Assessing the trends and utilization of specialty drugs provides an opportunity to identify and predict future cost for payers. Overall spending on cancer drugs and specialty drugs is predicted to rise throughout 2021 (1), with an emerging category of drugs that will likely pose unique challenges and additional cost for payers. An article published on June 1st in the American Journal of Health System Pharmacy discusses the projected growth of novel gene therapies which have the potential to modify human genes to treat diseases (2).  

Today, only 2 in vivo gene therapies have been approved by the FDA—Luxturna for inherited retinal dystrophies and Zolgensma for spinal muscular atrophy in children less than 2 years old.
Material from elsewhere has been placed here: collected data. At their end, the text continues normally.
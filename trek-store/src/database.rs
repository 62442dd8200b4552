use sqlx::sqlite::{SqliteConnectOptions, SqlitePoolOptions};
use sqlx::SqlitePool;
use std::str::FromStr;
use std::time::Duration;
use tracing::info;

#[derive(Clone)]
pub struct DbClient {
    pub pool: SqlitePool,
}

impl DbClient {
    pub async fn new(connection_string: &str, max_connections: u32) -> Result<Self, sqlx::Error> {
        let options = SqliteConnectOptions::from_str(connection_string)?
            .create_if_missing(true)
            .foreign_keys(true);

        let pool = SqlitePoolOptions::new()
            .max_connections(max_connections)
            .acquire_timeout(Duration::from_secs(3))
            .connect_with(options)
            .await?;

        Ok(Self { pool })
    }

    /// Private database living as long as the pool. A single connection that is
    /// never recycled, since every new in-memory connection starts empty.
    pub async fn in_memory() -> Result<Self, sqlx::Error> {
        let options = SqliteConnectOptions::from_str("sqlite::memory:")?.foreign_keys(true);

        let pool = SqlitePoolOptions::new()
            .max_connections(1)
            .min_connections(1)
            .idle_timeout(None)
            .max_lifetime(None)
            .connect_with(options)
            .await?;

        Ok(Self { pool })
    }

    pub async fn migrate(&self) -> Result<(), sqlx::migrate::MigrateError> {
        info!("Running database migrations...");
        sqlx::migrate!("../migrations")
            .run(&self.pool)
            .await?;
        info!("Migrations completed successfully.");
        Ok(())
    }
}

#[cfg(test)]
mod tests {
    use super::*;

    #[tokio::test]
    async fn test_migrations_create_tables() {
        let db = DbClient::in_memory().await.unwrap();
        db.migrate().await.unwrap();

        let tables: Vec<(String,)> = sqlx::query_as(
            "SELECT name FROM sqlite_master WHERE type = 'table' AND name IN ('users', 'trips', 'bookings') ORDER BY name",
        )
        .fetch_all(&db.pool)
        .await
        .unwrap();

        let names: Vec<&str> = tables.iter().map(|(n,)| n.as_str()).collect();
        assert_eq!(names, vec!["bookings", "trips", "users"]);
    }

    #[tokio::test]
    async fn test_migrate_is_repeatable() {
        let db = DbClient::in_memory().await.unwrap();
        db.migrate().await.unwrap();
        db.migrate().await.unwrap();
    }
}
However, there are currently almost 400 active gene therapy trials and 31 additional agents in phase 2 or later trials, implicating the potential of many more agents to be approved and used in practice in the future. 

While groundbreaking, gene therapy development also carries several implications. Cost, distribution, and payment models are vastly different from “traditional” specialty drugs. The high-cost of these drugs may significantly change how we pay for these treatments. For instance, Zolgensma comes with a cost of over 2 million dollars for a treatment for children under 2 years old. Even if only one child needs Zolgensma, the sheer cost of treatment can present financial hardship to small health plans and payers. Therefore, these novel gene therapies will require unique distribution, payment, and utilization models to ensure cost effective treatment options for both payers and members such as value-based contracting, special payment terms, restricted care sites, and mandated use of specialty pharmacies. These strategies can be appealing to payers due to predictable reimbursement methods at designated specialty pharmacies, improvement on cash flow due to special or extended payment terms, and most popularly, cost-sharing opportunities with manufacturers if the drugs do not work as expected.  

The study also provides several recommendations to health systems in preparation of gene therapies entering the market. Some of the key recommendations include actively monitoring gene therapy pipeline, involving pharmacy leadership in payer relations discussions in high-cost gene therapies, and building a core team to lead billing, formulary management, operations and payer relations efforts. Above all, health systems need comprehensive gene therapy services and stakeholder engagement to provide life-savings treatments to patients who need them.